* _Records for processing_:
________________
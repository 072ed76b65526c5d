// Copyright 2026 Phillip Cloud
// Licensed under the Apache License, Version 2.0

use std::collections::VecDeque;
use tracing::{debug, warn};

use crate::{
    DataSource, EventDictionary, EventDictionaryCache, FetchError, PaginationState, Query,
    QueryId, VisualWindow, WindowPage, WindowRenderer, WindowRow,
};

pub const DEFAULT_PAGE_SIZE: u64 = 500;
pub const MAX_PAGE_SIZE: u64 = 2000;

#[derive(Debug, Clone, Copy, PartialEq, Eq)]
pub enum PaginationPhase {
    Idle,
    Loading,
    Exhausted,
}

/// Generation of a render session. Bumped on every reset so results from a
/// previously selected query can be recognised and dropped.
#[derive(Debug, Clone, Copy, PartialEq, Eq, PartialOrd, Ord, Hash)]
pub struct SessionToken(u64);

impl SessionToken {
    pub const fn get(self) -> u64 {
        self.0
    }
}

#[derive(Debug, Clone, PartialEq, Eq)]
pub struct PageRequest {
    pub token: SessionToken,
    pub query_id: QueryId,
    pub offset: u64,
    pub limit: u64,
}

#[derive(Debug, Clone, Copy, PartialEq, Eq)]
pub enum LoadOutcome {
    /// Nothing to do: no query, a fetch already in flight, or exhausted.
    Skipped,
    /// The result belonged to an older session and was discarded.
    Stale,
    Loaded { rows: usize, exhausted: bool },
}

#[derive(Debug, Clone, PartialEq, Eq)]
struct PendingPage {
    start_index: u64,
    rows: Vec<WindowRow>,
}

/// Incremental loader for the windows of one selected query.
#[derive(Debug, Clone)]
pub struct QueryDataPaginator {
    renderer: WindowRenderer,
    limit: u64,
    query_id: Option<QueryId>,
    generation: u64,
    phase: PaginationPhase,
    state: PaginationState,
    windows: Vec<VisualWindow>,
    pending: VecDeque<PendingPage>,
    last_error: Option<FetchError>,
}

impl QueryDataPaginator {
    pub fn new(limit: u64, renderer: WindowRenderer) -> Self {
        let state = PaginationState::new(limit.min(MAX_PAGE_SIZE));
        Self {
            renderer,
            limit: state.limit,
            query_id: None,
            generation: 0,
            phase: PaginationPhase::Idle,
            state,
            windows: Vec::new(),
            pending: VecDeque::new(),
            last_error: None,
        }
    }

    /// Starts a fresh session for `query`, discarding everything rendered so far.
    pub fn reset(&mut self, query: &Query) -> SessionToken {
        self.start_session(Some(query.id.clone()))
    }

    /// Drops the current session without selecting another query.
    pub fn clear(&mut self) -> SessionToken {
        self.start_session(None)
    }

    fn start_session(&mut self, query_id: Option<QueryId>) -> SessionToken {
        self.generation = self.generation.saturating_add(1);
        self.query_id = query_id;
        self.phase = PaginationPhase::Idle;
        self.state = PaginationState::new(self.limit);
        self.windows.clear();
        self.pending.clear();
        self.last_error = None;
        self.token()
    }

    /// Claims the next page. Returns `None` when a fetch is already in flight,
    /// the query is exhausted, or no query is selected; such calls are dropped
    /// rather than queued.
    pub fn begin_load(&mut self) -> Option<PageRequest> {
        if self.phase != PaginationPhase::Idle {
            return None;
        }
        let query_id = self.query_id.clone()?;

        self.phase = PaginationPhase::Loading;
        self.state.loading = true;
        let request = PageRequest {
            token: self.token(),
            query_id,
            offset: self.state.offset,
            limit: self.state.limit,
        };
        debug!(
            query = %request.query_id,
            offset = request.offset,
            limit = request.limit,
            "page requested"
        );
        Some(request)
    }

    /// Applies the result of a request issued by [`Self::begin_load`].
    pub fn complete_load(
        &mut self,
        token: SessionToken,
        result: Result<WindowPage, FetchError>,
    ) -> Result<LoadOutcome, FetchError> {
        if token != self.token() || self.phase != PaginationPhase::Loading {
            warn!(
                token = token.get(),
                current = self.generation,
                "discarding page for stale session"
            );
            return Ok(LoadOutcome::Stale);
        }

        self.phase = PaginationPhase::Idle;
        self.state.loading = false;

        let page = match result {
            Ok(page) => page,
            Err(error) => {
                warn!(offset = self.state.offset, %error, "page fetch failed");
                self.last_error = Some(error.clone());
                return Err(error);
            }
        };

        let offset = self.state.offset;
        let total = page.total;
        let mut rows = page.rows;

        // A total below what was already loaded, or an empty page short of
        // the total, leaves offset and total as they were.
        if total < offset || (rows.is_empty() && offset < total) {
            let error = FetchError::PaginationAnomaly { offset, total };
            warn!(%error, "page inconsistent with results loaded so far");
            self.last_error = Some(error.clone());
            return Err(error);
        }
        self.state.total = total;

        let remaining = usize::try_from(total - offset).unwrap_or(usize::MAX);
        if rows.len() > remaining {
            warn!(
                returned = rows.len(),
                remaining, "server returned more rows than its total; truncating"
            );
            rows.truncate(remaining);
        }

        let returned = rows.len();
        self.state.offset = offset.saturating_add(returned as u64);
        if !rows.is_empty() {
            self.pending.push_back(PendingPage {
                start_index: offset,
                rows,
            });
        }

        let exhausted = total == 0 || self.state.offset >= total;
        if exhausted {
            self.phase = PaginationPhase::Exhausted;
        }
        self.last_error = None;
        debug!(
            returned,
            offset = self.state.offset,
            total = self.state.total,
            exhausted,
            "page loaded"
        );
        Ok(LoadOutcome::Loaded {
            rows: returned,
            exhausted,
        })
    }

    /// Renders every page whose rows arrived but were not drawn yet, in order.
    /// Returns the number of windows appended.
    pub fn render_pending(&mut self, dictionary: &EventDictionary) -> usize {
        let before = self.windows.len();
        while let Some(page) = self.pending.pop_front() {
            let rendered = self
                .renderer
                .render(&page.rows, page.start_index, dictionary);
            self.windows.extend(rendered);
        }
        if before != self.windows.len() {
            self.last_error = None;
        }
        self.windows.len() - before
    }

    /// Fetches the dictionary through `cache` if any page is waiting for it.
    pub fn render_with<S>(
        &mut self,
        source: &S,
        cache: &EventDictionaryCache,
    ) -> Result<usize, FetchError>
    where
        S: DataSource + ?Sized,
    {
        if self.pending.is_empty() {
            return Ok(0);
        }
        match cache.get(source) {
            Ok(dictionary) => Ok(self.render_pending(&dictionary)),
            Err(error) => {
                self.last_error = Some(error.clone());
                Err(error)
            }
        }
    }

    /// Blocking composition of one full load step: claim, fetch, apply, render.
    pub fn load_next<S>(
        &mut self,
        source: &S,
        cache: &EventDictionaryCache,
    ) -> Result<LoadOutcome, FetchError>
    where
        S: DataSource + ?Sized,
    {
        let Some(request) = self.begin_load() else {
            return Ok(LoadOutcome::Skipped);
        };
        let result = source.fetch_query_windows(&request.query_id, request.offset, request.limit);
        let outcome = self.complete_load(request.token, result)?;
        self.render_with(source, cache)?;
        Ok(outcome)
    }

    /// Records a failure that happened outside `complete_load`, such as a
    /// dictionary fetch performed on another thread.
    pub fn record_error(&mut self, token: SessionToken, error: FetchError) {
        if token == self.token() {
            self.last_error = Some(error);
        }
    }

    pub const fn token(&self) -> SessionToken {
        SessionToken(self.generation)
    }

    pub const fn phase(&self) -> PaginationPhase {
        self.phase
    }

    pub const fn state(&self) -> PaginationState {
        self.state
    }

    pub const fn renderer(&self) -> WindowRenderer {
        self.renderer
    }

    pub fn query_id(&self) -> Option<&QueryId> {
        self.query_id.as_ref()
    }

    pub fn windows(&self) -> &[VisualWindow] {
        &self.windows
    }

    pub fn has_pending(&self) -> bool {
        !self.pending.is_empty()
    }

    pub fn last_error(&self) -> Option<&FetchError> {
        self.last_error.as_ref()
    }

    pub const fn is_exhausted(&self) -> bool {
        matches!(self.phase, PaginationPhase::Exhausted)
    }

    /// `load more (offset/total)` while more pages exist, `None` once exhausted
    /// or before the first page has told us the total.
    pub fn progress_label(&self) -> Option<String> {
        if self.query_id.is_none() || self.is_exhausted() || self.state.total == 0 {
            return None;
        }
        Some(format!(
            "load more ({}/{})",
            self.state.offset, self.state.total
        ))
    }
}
________________
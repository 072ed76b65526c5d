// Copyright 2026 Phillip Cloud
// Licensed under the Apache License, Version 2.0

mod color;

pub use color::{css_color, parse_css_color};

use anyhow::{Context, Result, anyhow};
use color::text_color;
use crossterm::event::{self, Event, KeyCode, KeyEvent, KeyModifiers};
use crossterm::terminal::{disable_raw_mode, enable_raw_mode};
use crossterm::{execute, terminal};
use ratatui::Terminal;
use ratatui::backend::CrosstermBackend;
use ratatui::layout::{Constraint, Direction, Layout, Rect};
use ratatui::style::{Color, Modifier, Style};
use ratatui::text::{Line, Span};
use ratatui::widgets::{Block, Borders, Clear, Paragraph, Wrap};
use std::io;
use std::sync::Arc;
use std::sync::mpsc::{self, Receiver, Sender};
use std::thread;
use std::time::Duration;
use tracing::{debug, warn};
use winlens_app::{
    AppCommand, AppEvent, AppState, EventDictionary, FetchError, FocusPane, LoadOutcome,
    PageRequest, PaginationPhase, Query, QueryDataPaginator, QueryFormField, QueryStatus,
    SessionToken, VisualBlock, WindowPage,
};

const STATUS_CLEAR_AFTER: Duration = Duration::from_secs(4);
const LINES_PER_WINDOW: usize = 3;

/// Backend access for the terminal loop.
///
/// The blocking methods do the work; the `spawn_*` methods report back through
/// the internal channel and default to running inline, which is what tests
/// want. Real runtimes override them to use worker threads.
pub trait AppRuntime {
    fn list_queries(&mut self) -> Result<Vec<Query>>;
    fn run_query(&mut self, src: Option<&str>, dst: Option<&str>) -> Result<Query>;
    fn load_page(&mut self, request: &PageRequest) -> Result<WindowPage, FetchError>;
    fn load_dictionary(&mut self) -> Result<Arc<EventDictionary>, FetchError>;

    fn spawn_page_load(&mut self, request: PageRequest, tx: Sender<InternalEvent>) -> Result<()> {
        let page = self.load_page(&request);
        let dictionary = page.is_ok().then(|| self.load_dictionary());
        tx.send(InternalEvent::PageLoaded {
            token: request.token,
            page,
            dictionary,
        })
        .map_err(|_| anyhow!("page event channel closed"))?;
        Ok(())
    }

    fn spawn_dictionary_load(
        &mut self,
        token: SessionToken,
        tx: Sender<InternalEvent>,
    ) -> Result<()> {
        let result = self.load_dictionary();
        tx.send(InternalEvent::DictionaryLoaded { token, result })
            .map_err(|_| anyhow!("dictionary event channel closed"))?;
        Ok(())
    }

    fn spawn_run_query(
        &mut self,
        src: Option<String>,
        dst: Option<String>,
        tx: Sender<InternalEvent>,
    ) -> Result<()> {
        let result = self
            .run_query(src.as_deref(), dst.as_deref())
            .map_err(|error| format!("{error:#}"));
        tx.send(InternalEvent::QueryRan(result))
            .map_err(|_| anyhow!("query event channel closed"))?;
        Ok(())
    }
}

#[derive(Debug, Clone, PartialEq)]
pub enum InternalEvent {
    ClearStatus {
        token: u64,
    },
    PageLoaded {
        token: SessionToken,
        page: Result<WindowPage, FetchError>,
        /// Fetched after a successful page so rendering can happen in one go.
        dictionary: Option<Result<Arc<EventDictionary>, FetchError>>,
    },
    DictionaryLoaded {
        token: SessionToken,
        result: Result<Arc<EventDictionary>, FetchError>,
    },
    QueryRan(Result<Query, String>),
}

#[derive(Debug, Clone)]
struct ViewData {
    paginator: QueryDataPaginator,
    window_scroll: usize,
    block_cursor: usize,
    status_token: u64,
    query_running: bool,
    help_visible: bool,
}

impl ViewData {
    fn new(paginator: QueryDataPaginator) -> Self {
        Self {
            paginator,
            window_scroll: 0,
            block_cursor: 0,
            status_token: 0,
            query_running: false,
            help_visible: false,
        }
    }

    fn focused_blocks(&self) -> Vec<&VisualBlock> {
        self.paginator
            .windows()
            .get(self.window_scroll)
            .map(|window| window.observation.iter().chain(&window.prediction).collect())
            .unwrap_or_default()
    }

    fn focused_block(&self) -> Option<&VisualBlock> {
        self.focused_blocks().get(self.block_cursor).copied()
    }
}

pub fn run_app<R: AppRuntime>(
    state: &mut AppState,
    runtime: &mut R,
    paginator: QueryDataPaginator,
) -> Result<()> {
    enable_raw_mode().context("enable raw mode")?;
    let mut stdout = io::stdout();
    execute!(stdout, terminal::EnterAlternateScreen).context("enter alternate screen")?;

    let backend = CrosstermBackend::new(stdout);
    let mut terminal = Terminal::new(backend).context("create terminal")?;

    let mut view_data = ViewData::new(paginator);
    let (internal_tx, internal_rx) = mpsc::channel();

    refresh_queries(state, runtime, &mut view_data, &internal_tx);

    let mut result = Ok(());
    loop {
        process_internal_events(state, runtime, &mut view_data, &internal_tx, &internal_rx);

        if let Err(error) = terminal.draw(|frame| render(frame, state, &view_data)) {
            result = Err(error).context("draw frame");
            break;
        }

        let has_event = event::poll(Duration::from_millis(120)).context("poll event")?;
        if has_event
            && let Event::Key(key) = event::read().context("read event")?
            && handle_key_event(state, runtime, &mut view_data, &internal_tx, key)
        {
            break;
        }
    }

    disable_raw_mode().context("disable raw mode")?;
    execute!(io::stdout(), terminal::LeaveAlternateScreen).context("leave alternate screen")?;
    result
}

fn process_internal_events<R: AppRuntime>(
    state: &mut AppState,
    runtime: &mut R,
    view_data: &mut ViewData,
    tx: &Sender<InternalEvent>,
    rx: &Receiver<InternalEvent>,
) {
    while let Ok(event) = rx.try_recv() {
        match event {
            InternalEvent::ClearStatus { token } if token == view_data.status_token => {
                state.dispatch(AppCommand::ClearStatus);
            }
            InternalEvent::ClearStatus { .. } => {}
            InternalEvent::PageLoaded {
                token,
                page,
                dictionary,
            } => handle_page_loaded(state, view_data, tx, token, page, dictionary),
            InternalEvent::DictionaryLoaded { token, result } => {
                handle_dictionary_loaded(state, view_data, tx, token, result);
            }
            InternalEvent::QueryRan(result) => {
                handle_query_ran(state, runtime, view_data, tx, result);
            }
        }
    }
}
________________
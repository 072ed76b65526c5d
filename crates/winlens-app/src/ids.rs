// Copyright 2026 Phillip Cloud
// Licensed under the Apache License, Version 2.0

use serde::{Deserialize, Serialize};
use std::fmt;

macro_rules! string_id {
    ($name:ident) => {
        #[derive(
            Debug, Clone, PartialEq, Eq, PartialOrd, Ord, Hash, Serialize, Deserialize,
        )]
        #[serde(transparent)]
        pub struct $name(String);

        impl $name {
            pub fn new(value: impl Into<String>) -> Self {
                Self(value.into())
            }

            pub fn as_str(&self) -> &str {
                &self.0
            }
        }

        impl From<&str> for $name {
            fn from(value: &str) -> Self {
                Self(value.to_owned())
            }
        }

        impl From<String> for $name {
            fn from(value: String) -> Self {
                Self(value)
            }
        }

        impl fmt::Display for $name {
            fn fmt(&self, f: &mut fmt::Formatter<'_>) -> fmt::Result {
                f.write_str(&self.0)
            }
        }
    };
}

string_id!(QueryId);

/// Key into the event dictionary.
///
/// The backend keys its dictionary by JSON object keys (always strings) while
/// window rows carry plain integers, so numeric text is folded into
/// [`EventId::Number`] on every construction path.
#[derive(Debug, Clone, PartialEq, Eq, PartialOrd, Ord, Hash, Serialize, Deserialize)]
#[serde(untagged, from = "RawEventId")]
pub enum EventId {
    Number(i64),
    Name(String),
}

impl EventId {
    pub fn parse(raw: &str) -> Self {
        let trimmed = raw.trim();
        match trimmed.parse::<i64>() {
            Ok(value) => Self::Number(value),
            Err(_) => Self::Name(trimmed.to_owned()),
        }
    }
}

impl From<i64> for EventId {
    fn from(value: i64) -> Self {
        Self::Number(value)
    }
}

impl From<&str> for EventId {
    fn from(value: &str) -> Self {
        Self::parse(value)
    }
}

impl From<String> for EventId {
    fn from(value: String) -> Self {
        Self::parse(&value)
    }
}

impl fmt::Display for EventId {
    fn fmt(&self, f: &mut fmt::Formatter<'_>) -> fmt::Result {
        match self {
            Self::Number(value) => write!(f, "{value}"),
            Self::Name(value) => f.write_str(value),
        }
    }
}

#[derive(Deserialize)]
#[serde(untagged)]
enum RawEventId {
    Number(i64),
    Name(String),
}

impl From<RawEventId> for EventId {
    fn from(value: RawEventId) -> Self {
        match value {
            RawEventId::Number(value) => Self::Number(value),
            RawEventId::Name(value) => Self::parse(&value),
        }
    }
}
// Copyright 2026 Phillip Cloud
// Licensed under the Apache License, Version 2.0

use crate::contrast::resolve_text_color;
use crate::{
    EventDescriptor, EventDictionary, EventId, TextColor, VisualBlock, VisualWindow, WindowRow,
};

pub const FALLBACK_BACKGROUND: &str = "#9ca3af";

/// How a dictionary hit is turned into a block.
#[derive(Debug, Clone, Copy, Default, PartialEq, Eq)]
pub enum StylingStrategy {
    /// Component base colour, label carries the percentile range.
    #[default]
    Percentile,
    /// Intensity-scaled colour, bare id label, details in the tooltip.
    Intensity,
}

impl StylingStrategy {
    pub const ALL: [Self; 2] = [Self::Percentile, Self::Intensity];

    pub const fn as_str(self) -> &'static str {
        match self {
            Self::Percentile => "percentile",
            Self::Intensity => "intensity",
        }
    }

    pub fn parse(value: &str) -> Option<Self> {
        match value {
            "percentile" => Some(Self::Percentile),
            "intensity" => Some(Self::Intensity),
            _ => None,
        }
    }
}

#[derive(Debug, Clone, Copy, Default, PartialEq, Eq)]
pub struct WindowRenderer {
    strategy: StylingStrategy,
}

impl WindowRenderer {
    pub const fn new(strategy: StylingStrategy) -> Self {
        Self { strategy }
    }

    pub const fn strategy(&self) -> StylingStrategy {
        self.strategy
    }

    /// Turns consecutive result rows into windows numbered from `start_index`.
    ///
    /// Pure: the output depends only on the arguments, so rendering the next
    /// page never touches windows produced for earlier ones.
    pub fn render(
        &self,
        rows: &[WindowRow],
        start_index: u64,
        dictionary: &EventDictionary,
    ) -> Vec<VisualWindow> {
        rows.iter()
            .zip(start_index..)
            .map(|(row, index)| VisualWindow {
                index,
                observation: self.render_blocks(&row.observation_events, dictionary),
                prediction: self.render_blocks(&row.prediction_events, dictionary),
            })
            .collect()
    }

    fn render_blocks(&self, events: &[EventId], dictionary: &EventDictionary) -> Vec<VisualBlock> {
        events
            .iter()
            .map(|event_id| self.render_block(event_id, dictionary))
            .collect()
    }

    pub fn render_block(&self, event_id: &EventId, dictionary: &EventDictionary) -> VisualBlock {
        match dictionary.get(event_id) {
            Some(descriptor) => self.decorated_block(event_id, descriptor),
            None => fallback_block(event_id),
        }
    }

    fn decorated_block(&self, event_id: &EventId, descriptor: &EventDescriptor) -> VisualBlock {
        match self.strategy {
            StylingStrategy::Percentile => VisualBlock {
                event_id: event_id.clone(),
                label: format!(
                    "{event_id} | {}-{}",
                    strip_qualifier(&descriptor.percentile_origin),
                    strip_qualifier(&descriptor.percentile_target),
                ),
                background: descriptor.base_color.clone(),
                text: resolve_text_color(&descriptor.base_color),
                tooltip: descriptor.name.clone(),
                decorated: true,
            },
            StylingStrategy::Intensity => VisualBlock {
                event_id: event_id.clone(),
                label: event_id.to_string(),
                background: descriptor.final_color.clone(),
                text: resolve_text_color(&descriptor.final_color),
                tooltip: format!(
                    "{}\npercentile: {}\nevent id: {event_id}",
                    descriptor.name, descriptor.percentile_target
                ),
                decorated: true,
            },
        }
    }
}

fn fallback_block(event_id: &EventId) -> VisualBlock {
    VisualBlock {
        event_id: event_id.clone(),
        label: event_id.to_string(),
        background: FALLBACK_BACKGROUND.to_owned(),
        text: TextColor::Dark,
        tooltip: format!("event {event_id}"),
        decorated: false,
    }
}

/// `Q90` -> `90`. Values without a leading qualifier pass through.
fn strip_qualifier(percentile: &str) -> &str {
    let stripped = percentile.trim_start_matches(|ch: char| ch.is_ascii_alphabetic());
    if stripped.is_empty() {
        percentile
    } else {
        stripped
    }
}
________________
* _Exercise details_:
Find the number of lines in the listing that carry the word "PendingPage". Only that figure should appear in the reply.

* _Worked solution_:
3